%%
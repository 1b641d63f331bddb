use crate::arena::Handle;
use crate::red_black_tree::node::Link;
use crate::red_black_tree::tree::Tree;
use crate::red_black_tree::validate::{self, Violation};
use serde::de::{Deserialize, Deserializer, MapAccess, Visitor};
use serde::ser::{Serialize, SerializeMap, Serializer};
use std::borrow::Borrow;
use std::fmt;
use std::iter::FromIterator;
use std::marker::PhantomData;
use std::vec;

/// The number of nodes per arena chunk used by `RedBlackMap::new`.
pub const DEFAULT_CHUNK_SIZE: usize = 1024;

/// An ordered map implemented using a red black tree.
///
/// A red black tree is a self-balancing binary search tree that colors each node red or black.
/// It maintains the invariants that the root is black, that no red node has a red child, and that
/// every path from a node down to a leaf passes through the same number of black nodes. Together
/// these bound the height by twice the logarithm of the number of entries, so insertions,
/// removals and lookups are logarithmic in the worst case.
///
/// Nodes are stored in a `TypedArena` and refer to their children and parents by handle, so the
/// tree needs no reference counting or unsafe code. Inserting a key that is already present does
/// nothing.
///
/// # Examples
///
/// ```
/// use balanced_collections::red_black_tree::RedBlackMap;
///
/// let mut map = RedBlackMap::new();
/// map.insert(0, 1);
/// map.insert(3, 4);
///
/// assert_eq!(map.get(&0), Some(&1));
/// assert_eq!(map.get(&1), None);
/// assert_eq!(map.len(), 2);
///
/// assert_eq!(map.min(), Some(&0));
/// assert_eq!(map.in_order(), vec![&0, &3]);
///
/// assert_eq!(map.remove(&0), Some((0, 1)));
/// assert_eq!(map.remove(&1), None);
/// ```
pub struct RedBlackMap<T, U> {
    tree: Tree<T, U>,
}

impl<T, U> RedBlackMap<T, U> {
    /// Constructs a new, empty `RedBlackMap<T, U>`.
    ///
    /// # Examples
    ///
    /// ```
    /// use balanced_collections::red_black_tree::RedBlackMap;
    ///
    /// let map: RedBlackMap<u32, u32> = RedBlackMap::new();
    /// ```
    pub fn new() -> Self {
        Self::with_chunk_size(DEFAULT_CHUNK_SIZE)
    }

    /// Constructs a new, empty `RedBlackMap<T, U>` whose nodes are allocated `chunk_size` at a
    /// time.
    ///
    /// # Panics
    ///
    /// Panics if `chunk_size` is zero.
    ///
    /// # Examples
    ///
    /// ```
    /// use balanced_collections::red_black_tree::RedBlackMap;
    ///
    /// let map: RedBlackMap<u32, u32> = RedBlackMap::with_chunk_size(64);
    /// assert!(map.is_empty());
    /// ```
    pub fn with_chunk_size(chunk_size: usize) -> Self {
        RedBlackMap {
            tree: Tree::new(chunk_size),
        }
    }

    /// Inserts a key-value pair into the map and returns `true`. If the key already exists in the
    /// map, the map is left unchanged and `false` is returned.
    ///
    /// # Examples
    ///
    /// ```
    /// use balanced_collections::red_black_tree::RedBlackMap;
    ///
    /// let mut map = RedBlackMap::new();
    /// assert!(map.insert(1, 1));
    /// assert!(!map.insert(1, 2));
    /// assert_eq!(map.get(&1), Some(&1));
    /// ```
    pub fn insert(&mut self, key: T, value: U) -> bool
    where
        T: Ord,
    {
        self.tree.insert(key, value)
    }

    /// Removes a key-value pair from the map. If the key exists in the map, it will return the
    /// associated key-value pair. Otherwise it will return `None`.
    ///
    /// # Examples
    ///
    /// ```
    /// use balanced_collections::red_black_tree::RedBlackMap;
    ///
    /// let mut map = RedBlackMap::new();
    /// map.insert(1, 1);
    /// assert_eq!(map.remove(&1), Some((1, 1)));
    /// assert_eq!(map.remove(&1), None);
    /// ```
    pub fn remove<V>(&mut self, key: &V) -> Option<(T, U)>
    where
        T: Borrow<V>,
        V: Ord + ?Sized,
    {
        self.tree.remove(key)
    }

    /// Checks if a key exists in the map.
    ///
    /// # Examples
    ///
    /// ```
    /// use balanced_collections::red_black_tree::RedBlackMap;
    ///
    /// let mut map = RedBlackMap::new();
    /// map.insert(1, 1);
    /// assert!(!map.contains_key(&0));
    /// assert!(map.contains_key(&1));
    /// ```
    pub fn contains_key<V>(&self, key: &V) -> bool
    where
        T: Borrow<V>,
        V: Ord + ?Sized,
    {
        self.tree.search_node(key).is_some()
    }

    /// Returns an immutable reference to the value associated with a particular key. It will
    /// return `None` if the key does not exist in the map.
    ///
    /// # Examples
    ///
    /// ```
    /// use balanced_collections::red_black_tree::RedBlackMap;
    ///
    /// let mut map = RedBlackMap::new();
    /// map.insert(1, 1);
    /// assert_eq!(map.get(&0), None);
    /// assert_eq!(map.get(&1), Some(&1));
    /// ```
    pub fn get<V>(&self, key: &V) -> Option<&U>
    where
        T: Borrow<V>,
        V: Ord + ?Sized,
    {
        self.tree.get(key).map(|pair| pair.1)
    }

    /// Returns a mutable reference to the value associated with a particular key. Returns `None`
    /// if such a key does not exist.
    ///
    /// # Examples
    ///
    /// ```
    /// use balanced_collections::red_black_tree::RedBlackMap;
    ///
    /// let mut map = RedBlackMap::new();
    /// map.insert(1, 1);
    /// *map.get_mut(&1).unwrap() = 2;
    /// assert_eq!(map.get(&1), Some(&2));
    /// ```
    pub fn get_mut<V>(&mut self, key: &V) -> Option<&mut U>
    where
        T: Borrow<V>,
        V: Ord + ?Sized,
    {
        self.tree.get_mut(key)
    }

    /// Returns the number of elements in the map.
    ///
    /// # Examples
    ///
    /// ```
    /// use balanced_collections::red_black_tree::RedBlackMap;
    ///
    /// let mut map = RedBlackMap::new();
    /// map.insert(1, 1);
    /// assert_eq!(map.len(), 1);
    /// ```
    pub fn len(&self) -> usize {
        self.tree.len()
    }

    /// Returns `true` if the map is empty.
    ///
    /// # Examples
    ///
    /// ```
    /// use balanced_collections::red_black_tree::RedBlackMap;
    ///
    /// let map: RedBlackMap<u32, u32> = RedBlackMap::new();
    /// assert!(map.is_empty());
    /// ```
    pub fn is_empty(&self) -> bool {
        self.len() == 0
    }

    /// Clears the map, removing all values.
    ///
    /// # Examples
    ///
    /// ```
    /// use balanced_collections::red_black_tree::RedBlackMap;
    ///
    /// let mut map = RedBlackMap::new();
    /// map.insert(1, 1);
    /// map.insert(2, 2);
    /// map.clear();
    /// assert_eq!(map.is_empty(), true);
    /// ```
    pub fn clear(&mut self) {
        self.tree.clear();
    }

    /// Returns the minimum key of the map. Returns `None` if the map is empty.
    ///
    /// # Examples
    ///
    /// ```
    /// use balanced_collections::red_black_tree::RedBlackMap;
    ///
    /// let mut map = RedBlackMap::new();
    /// map.insert(1, 1);
    /// map.insert(3, 3);
    /// assert_eq!(map.min(), Some(&1));
    /// ```
    pub fn min(&self) -> Option<&T> {
        self.tree.min()
    }

    /// Returns the maximum key of the map. Returns `None` if the map is empty.
    ///
    /// # Examples
    ///
    /// ```
    /// use balanced_collections::red_black_tree::RedBlackMap;
    ///
    /// let mut map = RedBlackMap::new();
    /// map.insert(1, 1);
    /// map.insert(3, 3);
    /// assert_eq!(map.max(), Some(&3));
    /// ```
    pub fn max(&self) -> Option<&T> {
        self.tree.max()
    }

    /// Returns every key of the map in ascending order.
    ///
    /// # Examples
    ///
    /// ```
    /// use balanced_collections::red_black_tree::RedBlackMap;
    ///
    /// let mut map = RedBlackMap::new();
    /// map.insert(3, 3);
    /// map.insert(1, 1);
    /// assert_eq!(map.in_order(), vec![&1, &3]);
    /// ```
    pub fn in_order(&self) -> Vec<&T> {
        self.tree.in_order()
    }

    /// Returns an iterator over the map. The iterator will yield key-value pairs using in-order
    /// traversal.
    ///
    /// # Examples
    ///
    /// ```
    /// use balanced_collections::red_black_tree::RedBlackMap;
    ///
    /// let mut map = RedBlackMap::new();
    /// map.insert(1, 1);
    /// map.insert(2, 2);
    ///
    /// let mut iterator = map.iter();
    /// assert_eq!(iterator.next(), Some((&1, &1)));
    /// assert_eq!(iterator.next(), Some((&2, &2)));
    /// assert_eq!(iterator.next(), None);
    /// ```
    pub fn iter(&self) -> RedBlackMapIter<'_, T, U> {
        RedBlackMapIter {
            tree: &self.tree,
            current: self.tree.root(),
            stack: Vec::new(),
            remaining: self.tree.len(),
        }
    }

    /// Verifies the red black tree invariants and returns the black-height of the tree, counting
    /// the empty leaves as one. The map maintains the invariants itself, so this only fails on a
    /// bug in the balancing logic.
    ///
    /// # Examples
    ///
    /// ```
    /// use balanced_collections::red_black_tree::RedBlackMap;
    ///
    /// let mut map = RedBlackMap::new();
    /// for key in 1..=100 {
    ///     map.insert(key, ());
    /// }
    /// assert!(map.check_invariants().is_ok());
    /// ```
    pub fn check_invariants(&self) -> Result<usize, Violation>
    where
        T: Ord,
    {
        validate::check(&self.tree)
    }
}

impl<T, U> IntoIterator for RedBlackMap<T, U> {
    type IntoIter = RedBlackMapIntoIter<T, U>;
    type Item = (T, U);

    fn into_iter(self) -> Self::IntoIter {
        Self::IntoIter {
            entries: self.tree.into_entries().into_iter(),
        }
    }
}

impl<'a, T, U> IntoIterator for &'a RedBlackMap<T, U>
where
    T: 'a,
    U: 'a,
{
    type IntoIter = RedBlackMapIter<'a, T, U>;
    type Item = (&'a T, &'a U);

    fn into_iter(self) -> Self::IntoIter {
        self.iter()
    }
}

/// An owning iterator for `RedBlackMap<T, U>`.
///
/// This iterator traverses the elements of the map in-order and yields owned entries.
pub struct RedBlackMapIntoIter<T, U> {
    entries: vec::IntoIter<(T, U)>,
}

impl<T, U> Iterator for RedBlackMapIntoIter<T, U> {
    type Item = (T, U);

    fn next(&mut self) -> Option<Self::Item> {
        self.entries.next()
    }

    fn size_hint(&self) -> (usize, Option<usize>) {
        self.entries.size_hint()
    }
}

/// An iterator for `RedBlackMap<T, U>`.
///
/// This iterator traverses the elements of the map in-order and yields immutable references.
pub struct RedBlackMapIter<'a, T, U> {
    tree: &'a Tree<T, U>,
    current: Link,
    stack: Vec<Handle>,
    remaining: usize,
}

impl<'a, T, U> Iterator for RedBlackMapIter<'a, T, U>
where
    T: 'a,
    U: 'a,
{
    type Item = (&'a T, &'a U);

    fn next(&mut self) -> Option<Self::Item> {
        let tree = self.tree;
        while let Some(handle) = self.current {
            self.stack.push(handle);
            self.current = tree.node(handle).left;
        }

        self.stack.pop().map(|handle| {
            let node = tree.node(handle);
            self.current = node.right;
            self.remaining -= 1;
            (&node.key, &node.value)
        })
    }

    fn size_hint(&self) -> (usize, Option<usize>) {
        (self.remaining, Some(self.remaining))
    }
}

impl<T, U> Default for RedBlackMap<T, U> {
    fn default() -> Self {
        Self::new()
    }
}

impl<T, U> fmt::Debug for RedBlackMap<T, U>
where
    T: fmt::Debug,
    U: fmt::Debug,
{
    fn fmt(&self, f: &mut fmt::Formatter<'_>) -> fmt::Result {
        f.debug_map().entries(self.iter()).finish()
    }
}

impl<T, U> PartialEq for RedBlackMap<T, U>
where
    T: PartialEq,
    U: PartialEq,
{
    fn eq(&self, other: &RedBlackMap<T, U>) -> bool {
        self.len() == other.len() && self.iter().eq(other.iter())
    }
}

impl<T, U> Eq for RedBlackMap<T, U>
where
    T: Eq,
    U: Eq,
{
}

impl<T, U> FromIterator<(T, U)> for RedBlackMap<T, U>
where
    T: Ord,
{
    fn from_iter<I>(iter: I) -> Self
    where
        I: IntoIterator<Item = (T, U)>,
    {
        let mut map = RedBlackMap::new();
        map.extend(iter);
        map
    }
}

impl<T, U> Extend<(T, U)> for RedBlackMap<T, U>
where
    T: Ord,
{
    fn extend<I>(&mut self, iter: I)
    where
        I: IntoIterator<Item = (T, U)>,
    {
        for (key, value) in iter {
            self.insert(key, value);
        }
    }
}

impl<T, U> Serialize for RedBlackMap<T, U>
where
    T: Serialize,
    U: Serialize,
{
    fn serialize<S>(&self, serializer: S) -> Result<S::Ok, S::Error>
    where
        S: Serializer,
    {
        let mut map = serializer.serialize_map(Some(self.len()))?;
        for (key, value) in self {
            map.serialize_entry(key, value)?;
        }
        map.end()
    }
}

struct RedBlackMapVisitor<T, U> {
    marker: PhantomData<fn() -> RedBlackMap<T, U>>,
}

impl<'de, T, U> Visitor<'de> for RedBlackMapVisitor<T, U>
where
    T: Deserialize<'de> + Ord,
    U: Deserialize<'de>,
{
    type Value = RedBlackMap<T, U>;

    fn expecting(&self, formatter: &mut fmt::Formatter<'_>) -> fmt::Result {
        formatter.write_str("a map")
    }

    fn visit_map<A>(self, mut access: A) -> Result<Self::Value, A::Error>
    where
        A: MapAccess<'de>,
    {
        let mut map = RedBlackMap::new();
        while let Some((key, value)) = access.next_entry()? {
            map.insert(key, value);
        }
        Ok(map)
    }
}

impl<'de, T, U> Deserialize<'de> for RedBlackMap<T, U>
where
    T: Deserialize<'de> + Ord,
    U: Deserialize<'de>,
{
    fn deserialize<D>(deserializer: D) -> Result<Self, D::Error>
    where
        D: Deserializer<'de>,
    {
        deserializer.deserialize_map(RedBlackMapVisitor {
            marker: PhantomData,
        })
    }
}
%%
#### WHAT NEEDS TO BE DONE:
Copy out every line of the listing that includes the string "current".

#### RESPONSE TO THE EXERCISE:
            current: self.tree.root(),
    current: Link,
        while let Some(handle) = self.current {
            self.current = tree.node(handle).left;
            self.current = node.right;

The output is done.